■ **Exercise goal**: What lines in the records below mention "LegendCorner"? List them all.

-------- Given data

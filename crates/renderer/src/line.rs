//! Test vs reference line plot over a shared 1-D coordinate, used for zonal
//! means.

use diags_common::{DiagsError, DiagsResult, Field};
use serde::Serialize;
use tracing::debug;

use plotters::prelude::{Color, EmptyElement, LineSeries as PolyLine, PathElement};

use crate::chart::{
    chart_error, draw_chart, rgb, widen, Chart, ChartAxes, ChartStyle, LegendCorner,
};
use crate::figure::{Figure, PageRect, BLACK};
use crate::text::{HAlign, TextStyle, VAlign};

/// Plot area in page coordinates.
pub const LINE_AXES: PageRect = PageRect::new(0.123, 0.55, 0.737, 0.35);

const TITLE_Y: f64 = 0.92;
const UNITS_POS: (f64, f64) = (0.855, 0.91);

/// Test line color.
const TEST_COLOR: [u8; 4] = [220, 40, 30, 255];

/// A named 1-D series. NaN y values leave gaps.
#[derive(Debug, Clone, PartialEq)]
pub struct LineSeries {
    pub label: String,
    pub x: Vec<f64>,
    pub y: Vec<f64>,
}

impl LineSeries {
    pub fn new(label: impl Into<String>, x: Vec<f64>, y: Vec<f64>) -> DiagsResult<Self> {
        if x.len() != y.len() {
            return Err(DiagsError::ShapeMismatch {
                expected: vec![x.len()],
                actual: vec![y.len()],
            });
        }
        Ok(Self {
            label: label.into(),
            x,
            y,
        })
    }

    /// Series along the single non-degenerate axis of `field`; masked cells
    /// become gaps.
    pub fn from_field(field: &Field, label: impl Into<String>) -> DiagsResult<Self> {
        let mut axes = field.axes().iter().filter(|a| a.len() > 1);
        let (Some(axis), None) = (axes.next(), axes.next()) else {
            return Err(DiagsError::InvalidField(format!(
                "'{}' is not one-dimensional: shape {:?}",
                field.id(),
                field.shape()
            )));
        };
        let y = (0..field.len()).map(|i| field.value(i).unwrap_or(f64::NAN)).collect();
        Self::new(label, axis.values.clone(), y)
    }

    fn finite_y(&self) -> impl Iterator<Item = f64> + '_ {
        self.y.iter().copied().filter(|v| v.is_finite())
    }

    /// Runs of consecutive finite points.
    fn segments(&self) -> Vec<Vec<(f64, f64)>> {
        let mut out = Vec::new();
        let mut current = Vec::new();
        for (&x, &y) in self.x.iter().zip(&self.y) {
            if x.is_finite() && y.is_finite() {
                current.push((x, y));
            } else if !current.is_empty() {
                out.push(std::mem::take(&mut current));
            }
        }
        if !current.is_empty() {
            out.push(current);
        }
        out
    }
}

#[derive(Debug, Clone, PartialEq, Serialize)]
pub struct LineSummary {
    pub xlim: (f64, f64),
    pub ylim: (f64, f64),
    pub segments: usize,
    pub legend: Vec<String>,
}

/// Draw `reference` (black) and `test` (red) in one box.
///
/// The y range spans the minimum and maximum of both series.
pub fn plot_line_comparison(
    figure: &mut Figure,
    test: &LineSeries,
    reference: &LineSeries,
    title: &str,
    units: &str,
    xlabel: &str,
) -> DiagsResult<LineSummary> {
    let ys: Vec<f64> = test.finite_y().chain(reference.finite_y()).collect();
    if ys.is_empty() {
        return Err(DiagsError::InvalidField("both line series are empty".into()));
    }
    let ylim = ys
        .iter()
        .fold((f64::INFINITY, f64::NEG_INFINITY), |(lo, hi), &v| (lo.min(v), hi.max(v)));
    let xlim = test
        .x
        .iter()
        .chain(&reference.x)
        .filter(|v| v.is_finite())
        .fold((f64::INFINITY, f64::NEG_INFINITY), |(lo, hi), &v| (lo.min(v), hi.max(v)));
    let xlim = widen(xlim, "xlim")?;
    let ylim = widen(ylim, "ylim")?;

    let axes = ChartAxes {
        xlim,
        ylim,
        xlabel: Some(xlabel),
        ylabel: None,
        legend: Some(LegendCorner::UpperRight),
    };
    let series = [(reference, BLACK), (test, TEST_COLOR)];
    let segments = draw_chart(figure, LINE_AXES, &axes, |chart, style| {
        let mut segments = 0;
        for (line, color) in &series {
            segments += draw_line(chart, style, line, *color)?;
        }
        Ok(segments)
    })?;

    let (tx, ty) = figure.page_point(0.5, TITLE_Y);
    let title_style = TextStyle::new(figure.points(12.0)).align(HAlign::Center, VAlign::Baseline);
    figure.text(tx, ty, title, &title_style);
    figure.page_text(UNITS_POS.0, UNITS_POS.1, units, 9.0, HAlign::Right);

    debug!(segments, ?xlim, ?ylim, "Line comparison layout");
    Ok(LineSummary {
        xlim,
        ylim,
        segments,
        legend: series.iter().map(|(line, _)| line.label.clone()).collect(),
    })
}

/// Draw each finite run of `line`; returns the number of runs.
fn draw_line(
    chart: &mut Chart<'_, '_>,
    style: &ChartStyle,
    line: &LineSeries,
    color: [u8; 4],
) -> DiagsResult<usize> {
    let color = rgb(color);
    let width = style.line_px;
    let runs = line.segments();
    for run in &runs {
        if let [point] = run.as_slice() {
            // An isolated point is drawn as a short tick so it stays visible.
            let tick = width as i32 * 2;
            chart
                .draw_series(std::iter::once(
                    EmptyElement::at(*point)
                        + PathElement::new(vec![(-tick, 0), (tick, 0)], color.stroke_width(width)),
                ))
                .map_err(chart_error)?;
        } else {
            chart
                .draw_series(PolyLine::new(run.iter().copied(), color.stroke_width(width)))
                .map_err(chart_error)?;
        }
    }

    // A series with no points still gets a legend row.
    let key = style.legend_key_px;
    chart
        .draw_series(std::iter::empty::<PathElement<(f64, f64)>>())
        .map_err(chart_error)?
        .label(line.label.as_str())
        .legend(move |(x, y)| {
            PathElement::new(vec![(x, y), (x + key, y)], color.stroke_width(width))
        });
    Ok(runs.len())
}

#[cfg(test)]
mod tests {
    use super::*;
    use diags_common::Axis;

    #[test]
    fn test_segments_split_at_gaps() {
        let series = LineSeries::new(
            "t",
            vec![0.0, 1.0, 2.0, 3.0, 4.0],
            vec![1.0, f64::NAN, 2.0, 3.0, f64::NAN],
        )
        .unwrap();
        let runs = series.segments();
        assert_eq!(runs.len(), 2);
        assert_eq!(runs[1], vec![(2.0, 2.0), (3.0, 3.0)]);
    }

    #[test]
    fn test_from_field_uses_long_axis() {
        let field = Field::new(
            "TS",
            vec![Axis::time(vec![0.0]), Axis::latitude(vec![-45.0, 0.0, 45.0])],
            vec![270.0, 300.0, 275.0],
        )
        .unwrap()
        .with_mask(vec![false, true, false])
        .unwrap();
        let series = LineSeries::from_field(&field, "Test").unwrap();
        assert_eq!(series.x, vec![-45.0, 0.0, 45.0]);
        assert!(series.y[1].is_nan());
    }

    #[test]
    fn test_from_field_rejects_2d() {
        let field = Field::lat_lon("TS", vec![0.0, 1.0], vec![0.0, 1.0], vec![0.0; 4]).unwrap();
        assert!(LineSeries::from_field(&field, "Test").is_err());
    }
}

----------------

■ **Written answer**:
    chart_error, draw_chart, rgb, widen, Chart, ChartAxes, ChartStyle, LegendCorner,
        legend: Some(LegendCorner::UpperRight),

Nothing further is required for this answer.